Data:
□ □ □ □

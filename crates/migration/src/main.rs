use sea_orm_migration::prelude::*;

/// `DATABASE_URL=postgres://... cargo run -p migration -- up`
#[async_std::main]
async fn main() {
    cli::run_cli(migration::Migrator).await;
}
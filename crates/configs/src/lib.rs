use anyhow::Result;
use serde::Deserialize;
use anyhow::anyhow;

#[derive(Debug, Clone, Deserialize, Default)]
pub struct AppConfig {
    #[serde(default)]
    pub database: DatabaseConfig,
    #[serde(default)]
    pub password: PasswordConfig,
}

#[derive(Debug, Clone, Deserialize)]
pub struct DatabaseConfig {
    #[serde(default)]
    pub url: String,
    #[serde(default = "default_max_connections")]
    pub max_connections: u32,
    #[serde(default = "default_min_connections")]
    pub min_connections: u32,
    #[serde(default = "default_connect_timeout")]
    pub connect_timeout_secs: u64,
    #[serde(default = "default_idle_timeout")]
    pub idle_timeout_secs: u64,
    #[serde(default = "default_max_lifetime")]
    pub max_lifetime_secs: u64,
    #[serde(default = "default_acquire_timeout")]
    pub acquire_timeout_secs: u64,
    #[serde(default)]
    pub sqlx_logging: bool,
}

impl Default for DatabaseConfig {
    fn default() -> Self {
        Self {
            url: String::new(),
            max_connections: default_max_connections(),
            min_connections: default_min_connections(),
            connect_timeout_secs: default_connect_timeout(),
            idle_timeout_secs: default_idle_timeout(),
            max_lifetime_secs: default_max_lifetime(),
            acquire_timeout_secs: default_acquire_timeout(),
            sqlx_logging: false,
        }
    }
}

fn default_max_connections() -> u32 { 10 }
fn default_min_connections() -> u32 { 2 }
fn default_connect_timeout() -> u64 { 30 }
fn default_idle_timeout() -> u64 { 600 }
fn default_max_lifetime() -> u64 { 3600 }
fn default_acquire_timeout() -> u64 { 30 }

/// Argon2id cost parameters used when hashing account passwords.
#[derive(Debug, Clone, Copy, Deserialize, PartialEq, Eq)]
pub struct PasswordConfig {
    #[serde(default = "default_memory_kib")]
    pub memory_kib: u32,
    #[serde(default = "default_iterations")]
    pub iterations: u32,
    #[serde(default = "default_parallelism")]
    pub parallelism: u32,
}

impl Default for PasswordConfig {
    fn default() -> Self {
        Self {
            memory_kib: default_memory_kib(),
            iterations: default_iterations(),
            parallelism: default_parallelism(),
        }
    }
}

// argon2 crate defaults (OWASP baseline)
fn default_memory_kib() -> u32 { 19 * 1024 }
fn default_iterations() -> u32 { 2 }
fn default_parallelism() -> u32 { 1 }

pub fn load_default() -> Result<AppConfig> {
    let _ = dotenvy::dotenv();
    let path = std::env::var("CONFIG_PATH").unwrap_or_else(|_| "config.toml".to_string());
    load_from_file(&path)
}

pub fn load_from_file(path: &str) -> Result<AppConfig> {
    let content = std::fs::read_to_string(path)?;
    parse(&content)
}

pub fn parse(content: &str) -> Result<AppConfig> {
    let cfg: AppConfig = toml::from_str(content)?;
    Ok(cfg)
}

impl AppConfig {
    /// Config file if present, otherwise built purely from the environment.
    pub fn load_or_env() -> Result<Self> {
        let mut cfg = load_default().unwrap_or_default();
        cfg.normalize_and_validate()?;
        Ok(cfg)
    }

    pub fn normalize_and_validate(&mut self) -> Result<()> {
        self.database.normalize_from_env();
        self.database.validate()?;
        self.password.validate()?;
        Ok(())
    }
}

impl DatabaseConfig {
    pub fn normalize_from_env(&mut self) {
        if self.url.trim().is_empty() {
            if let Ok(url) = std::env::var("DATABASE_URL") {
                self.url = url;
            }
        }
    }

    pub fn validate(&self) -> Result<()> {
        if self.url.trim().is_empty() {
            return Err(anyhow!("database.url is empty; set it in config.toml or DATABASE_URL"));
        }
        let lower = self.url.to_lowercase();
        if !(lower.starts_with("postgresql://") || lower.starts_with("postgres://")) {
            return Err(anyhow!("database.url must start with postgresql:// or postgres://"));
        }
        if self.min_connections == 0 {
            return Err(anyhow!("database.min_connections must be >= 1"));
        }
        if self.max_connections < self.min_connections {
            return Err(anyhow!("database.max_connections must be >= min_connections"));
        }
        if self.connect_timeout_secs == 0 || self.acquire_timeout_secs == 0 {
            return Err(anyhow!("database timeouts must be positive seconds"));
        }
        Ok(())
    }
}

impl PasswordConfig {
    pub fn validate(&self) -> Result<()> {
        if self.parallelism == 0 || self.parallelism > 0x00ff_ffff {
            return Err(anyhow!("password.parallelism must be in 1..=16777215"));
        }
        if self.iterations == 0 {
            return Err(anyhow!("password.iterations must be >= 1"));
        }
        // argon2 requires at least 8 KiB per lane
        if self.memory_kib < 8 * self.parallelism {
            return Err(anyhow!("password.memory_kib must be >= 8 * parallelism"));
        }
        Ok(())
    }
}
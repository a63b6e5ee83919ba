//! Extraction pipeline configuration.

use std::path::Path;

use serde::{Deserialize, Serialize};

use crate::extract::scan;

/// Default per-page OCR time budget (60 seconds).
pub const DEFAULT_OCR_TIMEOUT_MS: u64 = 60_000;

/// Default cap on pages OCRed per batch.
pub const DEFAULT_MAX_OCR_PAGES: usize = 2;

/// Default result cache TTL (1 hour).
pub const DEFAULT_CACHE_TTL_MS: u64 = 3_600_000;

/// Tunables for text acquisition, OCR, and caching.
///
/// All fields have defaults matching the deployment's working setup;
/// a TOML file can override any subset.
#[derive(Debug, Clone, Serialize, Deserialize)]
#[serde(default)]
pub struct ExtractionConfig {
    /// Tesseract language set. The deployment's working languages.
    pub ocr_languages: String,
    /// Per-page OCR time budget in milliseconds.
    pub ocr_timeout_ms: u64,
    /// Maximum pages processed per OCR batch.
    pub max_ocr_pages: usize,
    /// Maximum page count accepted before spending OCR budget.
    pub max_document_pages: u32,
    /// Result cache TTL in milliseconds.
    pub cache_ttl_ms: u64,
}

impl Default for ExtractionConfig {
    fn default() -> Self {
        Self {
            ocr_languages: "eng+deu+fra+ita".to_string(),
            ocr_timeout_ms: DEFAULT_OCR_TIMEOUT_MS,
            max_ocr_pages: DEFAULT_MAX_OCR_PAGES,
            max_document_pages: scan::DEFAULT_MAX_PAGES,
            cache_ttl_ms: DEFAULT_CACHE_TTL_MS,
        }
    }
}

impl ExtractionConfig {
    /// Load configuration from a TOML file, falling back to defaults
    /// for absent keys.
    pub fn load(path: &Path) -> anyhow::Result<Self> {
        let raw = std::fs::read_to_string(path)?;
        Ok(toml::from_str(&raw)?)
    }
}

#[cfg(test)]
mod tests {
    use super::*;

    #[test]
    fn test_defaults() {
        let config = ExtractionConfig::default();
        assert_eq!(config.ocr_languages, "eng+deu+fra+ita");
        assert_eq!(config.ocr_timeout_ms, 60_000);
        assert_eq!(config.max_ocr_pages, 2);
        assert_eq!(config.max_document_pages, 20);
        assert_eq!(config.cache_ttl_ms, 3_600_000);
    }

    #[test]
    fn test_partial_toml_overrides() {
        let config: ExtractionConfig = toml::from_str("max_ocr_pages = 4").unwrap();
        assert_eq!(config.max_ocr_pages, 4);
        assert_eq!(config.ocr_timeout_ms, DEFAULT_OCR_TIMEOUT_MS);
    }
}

□ □ □ □

What to work on:
Return every line of the listing above where "ExtractionConfig" appears.

Expected answer:
pub struct ExtractionConfig {
impl Default for ExtractionConfig {
impl ExtractionConfig {
        let config = ExtractionConfig::default();
        let config: ExtractionConfig = toml::from_str("max_ocr_pages = 4").unwrap();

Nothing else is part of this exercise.